Maja Raičević from the Center for Women's Rights supports the intention of MP Drobnjak because, as she says, she believes that the Law was adopted hastily.
"There was no analysis of the state's financial capabilities to respond to the demands that the law puts before it, nor was there an analysis of the impact on the overall position of women, which is mandatory under the Law on Gender Equality when adopting all new regulations and policies in all areas of life," she assessed.
Rakočević: Because of the children, I work more
Vesna Rakočević, a mother of three children from Podgorica, said that since she had children, she has been working multiple jobs in order to be able to provide them with basic living conditions.
“My husband does not work. I really think that this Law would help women who have three or more children. At least something to come easy to us in life. In other countries, women who want to give birth have all the privileges, only here they are victims, who have to raise and educate children, go to work, work in the house...", she said.

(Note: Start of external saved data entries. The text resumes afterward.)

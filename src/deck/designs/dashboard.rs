//! Design 5: data-driven dashboard style. Dark navy tech palette, bordered
//! metric cards, neon orange accents.

use super::{SLIDE_H, SLIDE_W, body, canvas, shape, text, unfilled};
use crate::common::RGBColor;
use crate::deck::content;
use crate::deck::theme::Theme;
use crate::error::Result;
use crate::pptx::{Presentation, ShapeKind, Slide};

const NAVY: RGBColor = RGBColor::new(0x0A, 0x0E, 0x17);
const PANEL: RGBColor = RGBColor::new(0x11, 0x18, 0x27);
const GRID: RGBColor = RGBColor::new(0x1A, 0x1F, 0x2E);
const MUTED: RGBColor = RGBColor::new(0x8A, 0x9A, 0xB0);
const BORDER: RGBColor = RGBColor::new(0x33, 0x44, 0x66);
const AMBER: RGBColor = RGBColor::new(0xFF, 0xC1, 0x07);

pub fn build(theme: &Theme) -> Result<Presentation> {
    let mut pres = Presentation::new();

    title_slide(&mut pres, theme)?;
    problem_slide(&mut pres, theme)?;
    solution_slide(&mut pres, theme)?;
    mvp_slide(&mut pres, theme)?;
    closing_slide(&mut pres, theme)?;

    Ok(pres)
}

fn header_bar(slide: &mut Slide, theme: &Theme, label: &str) -> Result<()> {
    shape(slide, ShapeKind::Rectangle, 0.0, 0.0, SLIDE_W, 1.2, PANEL)?;
    text(
        slide,
        0.8,
        0.35,
        10.0,
        0.6,
        label,
        body(theme, 18.0, theme.orange).bold(),
    )?;
    Ok(())
}

fn title_slide(pres: &mut Presentation, theme: &Theme) -> Result<()> {
    let slide = pres.add_slide();
    canvas(slide, NAVY)?;

    // Faint vertical grid lines
    for index in 0..15 {
        let x = index as f64 * 0.9;
        shape(slide, ShapeKind::Rectangle, x, 0.0, 0.01, SLIDE_H, GRID)?.opacity(50);
    }

    shape(slide, ShapeKind::RoundedRectangle, 1.0, 1.5, 11.0, 4.5, PANEL)?
        .line(theme.orange, 2.0)
        .opacity(80);
    shape(slide, ShapeKind::Rectangle, 1.0, 1.5, 0.2, 4.5, theme.orange)?;

    text(slide, 1.5, 1.8, 10.0, 1.2, content::PRODUCT, body(theme, 64.0, theme.paper).bold())?;
    text(slide, 1.5, 3.2, 10.0, 0.6, content::SUBTITLE, body(theme, 24.0, MUTED))?;
    text(slide, 1.5, 4.2, 10.0, 0.6, content::TAGLINE, body(theme, 20.0, theme.orange).bold())?;

    let stats = [
        ("260K€", "Einsparung"),
        ("30", "Tage gespart"),
        ("2.5h", "Weniger Leerlauf"),
    ];
    for (index, (value, label)) in stats.iter().enumerate() {
        let x = 1.5 + index as f64 * 3.5;
        text(slide, x, 6.2, 3.0, 0.6, value, body(theme, 32.0, theme.orange).bold())?;
        text(slide, x, 6.8, 3.0, 0.4, label, body(theme, 12.0, MUTED))?;
    }

    Ok(())
}

fn problem_slide(pres: &mut Presentation, theme: &Theme) -> Result<()> {
    let slide = pres.add_slide();
    canvas(slide, NAVY)?;
    header_bar(slide, theme, "SYSTEM STATUS: PROBLEME ERKANNT")?;

    let problems = [
        ("Standorte", "5", "Isoliert", true),
        ("Prozesse", "100%", "Manuell", false),
        ("Leerlauf", "2.5h", "Pro Tag", false),
        ("Wartezeit", "30", "Tage", true),
    ];
    for (index, (title, value, unit, critical)) in problems.iter().enumerate() {
        let x = 0.8 + (index % 2) as f64 * 6.0;
        let y = 1.6 + (index / 2) as f64 * 2.8;

        let border = if *critical { theme.orange } else { BORDER };
        shape(slide, ShapeKind::RoundedRectangle, x, y, 5.5, 2.4, PANEL)?.line(border, 1.5);

        text(slide, x + 0.3, y + 0.2, 3.0, 0.4, title, body(theme, 14.0, MUTED))?;
        text(slide, x + 0.3, y + 0.7, 3.0, 0.8, value, body(theme, 48.0, theme.paper).bold())?;
        text(slide, x + 0.3, y + 1.5, 3.0, 0.4, unit, body(theme, 14.0, MUTED))?;

        let status_color = if *critical { theme.orange } else { AMBER };
        shape(slide, ShapeKind::Oval, x + 4.5, y + 0.3, 0.5, 0.5, status_color)?;
        let status = if *critical { "CRITICAL" } else { "WARNING" };
        text(slide, x + 4.2, y + 0.9, 1.0, 0.4, status, body(theme, 10.0, status_color).bold())?;
    }

    Ok(())
}

fn solution_slide(pres: &mut Presentation, theme: &Theme) -> Result<()> {
    let slide = pres.add_slide();
    canvas(slide, NAVY)?;
    header_bar(slide, theme, "SYSTEM UPGRADE: LÖSUNG BEREIT")?;

    shape(slide, ShapeKind::RoundedRectangle, 0.8, 1.6, 7.0, 5.4, PANEL)?.line(theme.orange, 2.0);
    text(slide, 1.1, 1.9, 6.0, 0.8, content::TAGLINE, body(theme, 28.0, theme.paper).bold())?;

    let benefits = [
        ("Synergien", "Vernetzung aller Standorte"),
        ("Effizienz", "Optimale Nutzung"),
        ("Automatisierung", "Weniger manuelle Arbeit"),
        ("Einsparung", "260.000 € jährlich"),
    ];
    for (index, (title, desc)) in benefits.iter().enumerate() {
        let y = 3.0 + index as f64 * 0.9;
        shape(slide, ShapeKind::Oval, 1.1, y + 0.05, 0.3, 0.3, theme.orange)?;
        text(slide, 1.6, y, 2.0, 0.4, title, body(theme, 16.0, theme.orange).bold())?;
        text(slide, 3.2, y, 4.0, 0.4, desc, body(theme, 14.0, MUTED))?;
    }

    shape(slide, ShapeKind::RoundedRectangle, 8.0, 1.6, 4.5, 5.4, PANEL)?;
    text(
        slide,
        8.3,
        1.9,
        4.0,
        0.5,
        "PROJEKTIERTE METRIKEN",
        body(theme, 12.0, theme.orange).bold(),
    )?;

    let metrics = [
        ("ROI", "< 12 Monate"),
        ("Effizienz", "+ 40%"),
        ("Transparenz", "100%"),
        ("Standorte", "Verbindung"),
    ];
    for (index, (label, value)) in metrics.iter().enumerate() {
        let y = 2.6 + index as f64 * 1.1;
        text(slide, 8.3, y, 2.0, 0.4, label, body(theme, 14.0, MUTED))?;
        text(slide, 8.3, y + 0.4, 4.0, 0.5, value, body(theme, 24.0, theme.paper).bold())?;
    }

    Ok(())
}

fn mvp_slide(pres: &mut Presentation, theme: &Theme) -> Result<()> {
    let slide = pres.add_slide();
    canvas(slide, NAVY)?;
    header_bar(slide, theme, "MODULE: MINIMUM VIABLE PRODUCT")?;

    let features = [
        ("ALGORITHM", "Planungs-Engine"),
        ("MOBILE", "Driver App"),
        ("WEB", "Backoffice"),
        ("INTEGRATION", "Externe APIs"),
        ("MONITOR", "Live-Dashboard"),
        ("ANALYTICS", "Reporting"),
    ];
    for (index, (code, name)) in features.iter().enumerate() {
        let x = 0.8 + (index % 3) as f64 * 4.1;
        let y = 1.6 + (index / 3) as f64 * 2.8;

        shape(slide, ShapeKind::RoundedRectangle, x, y, 3.8, 2.4, PANEL)?.line(BORDER, 1.0);

        text(slide, x + 0.2, y + 0.2, 3.4, 0.35, code, body(theme, 11.0, theme.orange).bold())?;
        text(slide, x + 0.2, y + 0.8, 3.4, 0.8, name, body(theme, 22.0, theme.paper).bold())?;
        text(
            slide,
            x + 3.0,
            y + 1.9,
            0.6,
            0.4,
            &format!("M0{}", index + 1),
            body(theme, 10.0, MUTED),
        )?;
    }

    Ok(())
}

fn closing_slide(pres: &mut Presentation, theme: &Theme) -> Result<()> {
    let slide = pres.add_slide();
    canvas(slide, NAVY)?;

    shape(slide, ShapeKind::RoundedRectangle, 2.0, 1.5, 9.3, 4.5, PANEL)?.line(theme.orange, 3.0);

    // Concentric outline-only echoes of the card border
    for offset in [0.02, 0.04] {
        unfilled(
            slide,
            ShapeKind::RoundedRectangle,
            2.0 - offset,
            1.5 - offset,
            9.3 + offset * 2.0,
            4.5 + offset * 2.0,
        )?
        .line(theme.orange, 1.0);
    }

    text(slide, 2.5, 2.2, 8.0, 1.0, "SYSTEM READY", body(theme, 18.0, theme.orange).bold())?;
    text(
        slide,
        2.5,
        3.0,
        8.0,
        1.0,
        "Bereit für die Zukunft?",
        body(theme, 44.0, theme.paper).bold(),
    )?;
    text(
        slide,
        2.5,
        4.2,
        8.0,
        0.8,
        content::CLOSING_BODY_TRANSFORM,
        body(theme, 16.0, MUTED),
    )?;

    Ok(())
}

They voted for the reduction of maternity benefits
Ljiljana Raičević said that the state did not take seriously the initiative of more than 7.000 citizens of Montenegro who in 2013 signed a petition against the amendments to the Law on Social and Child Protection, which reduced state benefits for the reimbursement of maternity benefits, and which they ignored and adopted a disputed solution .
"Instead of creating the general confusion that inevitably arises when economic problems are put in the same basket with measures to increase the birth rate, a serious state would, if nothing else, study the population measures that already exist in other countries, and which are already producing results," said the director. Women's safe houses.